Since it is stored in the hydraulic chamber 29, when centrifugal hydraulic pressure is generated in the hydraulic chamber 27, the centrifugal hydraulic pressure canceling mechanism that cancels it quickly operates, stabilizing the shifting characteristics of the automatic transmission to the desired characteristics. You can also obtain the effect of

(Effects of the Invention) As described above, in the clutch engagement mechanism for an automatic transmission of the present invention, the effective diameter of the second piston is made smaller than that of the first piston, and the sliding surface between the first piston and the second piston is made smaller than the first piston. Since it is configured to be housed inside the sliding surface between the piston and the drum, it ensures sufficient clutch engagement and release functions, while
The shape of the first piston is simplified to improve manufacturability, and the axial dimension of the entire clutch is shortened by the shortened axial distance between the first and second pistons, making it a component in the engine compartment of the vehicle. The degree of freedom in design of arrangement can be significantly improved.

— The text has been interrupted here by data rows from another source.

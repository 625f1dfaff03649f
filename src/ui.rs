//! Terminal rendering

use ratatui::{
    prelude::*,
    widgets::{Block, Borders, Clear, Paragraph, Wrap},
};

use crate::menu::{BootMenu, DialogKind};
use crate::navigate::Navigator;

const BOOT_LOG_HEIGHT: u16 = 8;

pub fn draw<N: Navigator>(frame: &mut Frame, menu: &BootMenu<N>) {
    let area = frame.area();

    if menu.is_blackout() {
        frame.render_widget(Block::default().style(Style::default().bg(Color::Black)), area);
        return;
    }

    let chunks = Layout::default()
        .direction(Direction::Vertical)
        .constraints([
            Constraint::Length(3),               // Header
            Constraint::Min(3),                  // Entries
            Constraint::Length(3),               // Status
            Constraint::Length(BOOT_LOG_HEIGHT), // Boot log
            Constraint::Length(3),               // Footer
        ])
        .split(area);

    let header = Paragraph::new(format!("  {}", menu.title()))
        .style(Style::default().fg(Color::Cyan).bold())
        .block(Block::default().borders(Borders::BOTTOM));
    frame.render_widget(header, chunks[0]);

    frame.render_widget(render_entries(menu), chunks[1]);

    let status_color = if menu.status_board().is_idle() {
        Color::Green
    } else {
        Color::Yellow
    };
    let status = Paragraph::new(format!(" {}", menu.status()))
        .style(Style::default().fg(status_color))
        .block(Block::default().borders(Borders::ALL).title(" Status "));
    frame.render_widget(status, chunks[2]);

    frame.render_widget(render_boot_log(menu, chunks[3].height.saturating_sub(2)), chunks[3]);

    let hints = if menu.dialog().is_some() {
        "  [Enter/Esc/Space] Acknowledge  [Ctrl+C] Quit"
    } else {
        "  [↑/↓] Select  [Enter] Boot  [Esc] Exit  [Ctrl+C] Quit"
    };
    let footer = Paragraph::new(hints)
        .style(Style::default().fg(Color::DarkGray))
        .block(Block::default().borders(Borders::TOP));
    frame.render_widget(footer, chunks[4]);

    if let Some(dialog) = menu.dialog() {
        let title = match dialog.kind {
            DialogKind::BootComplete => " Boot ",
            DialogKind::ExitMenu => " Exit ",
        };
        let popup = centered_rect(50, 40, area);
        let text = format!("{}\n\n[ OK ]", dialog.text);
        frame.render_widget(Clear, popup);
        frame.render_widget(
            Paragraph::new(text)
                .alignment(Alignment::Center)
                .wrap(Wrap { trim: false })
                .style(Style::default().fg(Color::White))
                .block(Block::default().borders(Borders::ALL).title(title)),
            popup,
        );
    }
}

fn render_entries<N: Navigator>(menu: &BootMenu<N>) -> Paragraph<'static> {
    let lines: Vec<Line> = menu
        .entries()
        .iter()
        .enumerate()
        .map(|(i, entry)| {
            let marker = if menu.is_selected(i) { "> " } else { "  " };
            let mut spans = vec![Span::raw(format!(" {marker}{}", entry.name))];
            if let Some(description) = &entry.description {
                spans.push(Span::styled(
                    format!("  {description}"),
                    Style::default().fg(Color::DarkGray),
                ));
            }
            let line = Line::from(spans);
            if menu.is_selected(i) {
                line.style(Style::default().fg(Color::Black).bg(Color::Gray))
            } else {
                line
            }
        })
        .collect();

    Paragraph::new(lines).block(Block::default().borders(Borders::ALL).title(" Select boot target "))
}

fn render_boot_log<N: Navigator>(menu: &BootMenu<N>, rows: u16) -> Paragraph<'static> {
    let history = menu.status_board().history();
    let skip = history.len().saturating_sub(rows as usize);
    let lines: Vec<Line> = history.skip(skip).map(|line| Line::from(line.to_string())).collect();

    Paragraph::new(lines)
        .style(Style::default().fg(Color::Gray))
        .block(Block::default().borders(Borders::ALL).title(" Boot log "))
}

/// Rect centered in `area`, sized as a percentage of it
fn centered_rect(percent_x: u16, percent_y: u16, area: Rect) -> Rect {
    let vertical = Layout::default()
        .direction(Direction::Vertical)
        .constraints([
            Constraint::Percentage((100 - percent_y) / 2),
            Constraint::Percentage(percent_y),
            Constraint::Percentage((100 - percent_y) / 2),
        ])
        .split(area);

    Layout::default()
        .direction(Direction::Horizontal)
        .constraints([
            Constraint::Percentage((100 - percent_x) / 2),
            Constraint::Percentage(percent_x),
            Constraint::Percentage((100 - percent_x) / 2),
        ])
        .split(vertical[1])[1]
}
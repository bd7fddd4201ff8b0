use axum::extract::FromRef;
use std::sync::Arc;

use crate::application::services::StorageService;

#[derive(Clone, FromRef)]
pub struct AppState {
    pub storage_service: Arc<dyn StorageService>,
}

impl AppState {
    pub fn new(storage_service: Arc<dyn StorageService>) -> Self {
        Self { storage_service }
    }
}
use std::path::PathBuf;

use thiserror::Error;

pub const DEFAULT_UPLOAD_DIR: &str = "./data/uploads";
pub const DEFAULT_MAX_UPLOAD_SIZE: usize = 1024 * 1024 * 1024;
pub const DEFAULT_PORT: u16 = 8080;

#[derive(Debug, Error)]
pub enum ConfigError {
    #[error("{name} must be a valid {expected}, got '{value}'")]
    InvalidValue {
        name: &'static str,
        expected: &'static str,
        value: String,
    },
}

#[derive(Debug, Clone, PartialEq)]
pub struct ServerConfig {
    pub upload_dir: PathBuf,
    pub max_upload_size: usize,
    pub port: u16,
}

impl Default for ServerConfig {
    fn default() -> Self {
        Self {
            upload_dir: PathBuf::from(DEFAULT_UPLOAD_DIR),
            max_upload_size: DEFAULT_MAX_UPLOAD_SIZE,
            port: DEFAULT_PORT,
        }
    }
}

impl ServerConfig {
    /// Reads `UPLOAD_DIR`, `MAX_UPLOAD_SIZE` and `PORT`, falling back to the
    /// defaults for any variable that is unset.
    pub fn from_env() -> Result<Self, ConfigError> {
        Self::from_lookup(|key| std::env::var(key).ok())
    }

    fn from_lookup<F>(lookup: F) -> Result<Self, ConfigError>
    where
        F: Fn(&str) -> Option<String>,
    {
        let mut config = Self::default();

        if let Some(dir) = lookup("UPLOAD_DIR").filter(|v| !v.trim().is_empty()) {
            config.upload_dir = PathBuf::from(dir);
        }

        if let Some(raw) = lookup("MAX_UPLOAD_SIZE") {
            config.max_upload_size =
                raw.trim()
                    .parse::<usize>()
                    .map_err(|_| ConfigError::InvalidValue {
                        name: "MAX_UPLOAD_SIZE",
                        expected: "byte count",
                        value: raw.clone(),
                    })?;
        }

        if let Some(raw) = lookup("PORT") {
            config.port = raw
                .trim()
                .parse::<u16>()
                .map_err(|_| ConfigError::InvalidValue {
                    name: "PORT",
                    expected: "u16",
                    value: raw.clone(),
                })?;
        }

        Ok(config)
    }
}

#[cfg(test)]
mod tests {
    use std::collections::HashMap;

    use super::*;

    fn lookup_from(pairs: &[(&str, &str)]) -> impl Fn(&str) -> Option<String> {
        let map: HashMap<String, String> = pairs
            .iter()
            .map(|(k, v)| (k.to_string(), v.to_string()))
            .collect();
        move |key: &str| map.get(key).cloned()
    }

    #[test]
    fn test_defaults_when_unset() {
        let config = ServerConfig::from_lookup(lookup_from(&[])).unwrap();

        assert_eq!(config, ServerConfig::default());
        assert_eq!(config.upload_dir, PathBuf::from("./data/uploads"));
        assert_eq!(config.max_upload_size, 1_073_741_824);
        assert_eq!(config.port, 8080);
    }

    #[test]
    fn test_overrides() {
        let config = ServerConfig::from_lookup(lookup_from(&[
            ("UPLOAD_DIR", "/srv/uploads"),
            ("MAX_UPLOAD_SIZE", "4096"),
            ("PORT", "9000"),
        ]))
        .unwrap();

        assert_eq!(config.upload_dir, PathBuf::from("/srv/uploads"));
        assert_eq!(config.max_upload_size, 4096);
        assert_eq!(config.port, 9000);
    }

    #[test]
    fn test_blank_upload_dir_keeps_default() {
        let config = ServerConfig::from_lookup(lookup_from(&[("UPLOAD_DIR", "  ")])).unwrap();
        assert_eq!(config.upload_dir, PathBuf::from(DEFAULT_UPLOAD_DIR));
    }

    #[test]
    fn test_invalid_port() {
        let result = ServerConfig::from_lookup(lookup_from(&[("PORT", "http")]));
        assert!(matches!(
            result,
            Err(ConfigError::InvalidValue { name: "PORT", .. })
        ));
    }

    #[test]
    fn test_invalid_max_upload_size() {
        let result = ServerConfig::from_lookup(lookup_from(&[("MAX_UPLOAD_SIZE", "1GB")]));
        assert!(matches!(
            result,
            Err(ConfigError::InvalidValue {
                name: "MAX_UPLOAD_SIZE",
                ..
            })
        ));
    }
}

[Brief explanation of the drawing]

FIG. 1 is a diagram illustrating the overall configuration of a clutch engagement mechanism for an automatic transmission according to the present invention, and FIG. 2 is a diagram illustrating the configuration of main parts of a conventional clutch. 10, 20...Drums 10a, 10b, 20a, 20b...Parallel part 1
1, 21--first piston lla, llb, 2
1a...Sliding part 21b...Oil passage 12
．． 22... Second piston 22a... Hole
13.24...Clutch plate 14, 27...First oil passage 15.29...Second oil passage 23...Snap ring 25.26.28...Seal 30...Ball 31. ...Oil catch 32...
Spring diagram 2

Claims (1)

[Claims] 1. A first member fitted to the drum so as to be slidable in the axial direction.
In a clutch engagement mechanism for an automatic transmission comprising a piston and a second piston having one end fixed to the drum and the other end contacting the first piston, the effective diameter of the second piston is smaller than the diameter of the first piston. 1. A clutch engagement mechanism for an automatic transmission, characterized in that the clutch is made smaller so that a sliding surface between the first and second pistons is housed inside a sliding surface between the first piston and the drum.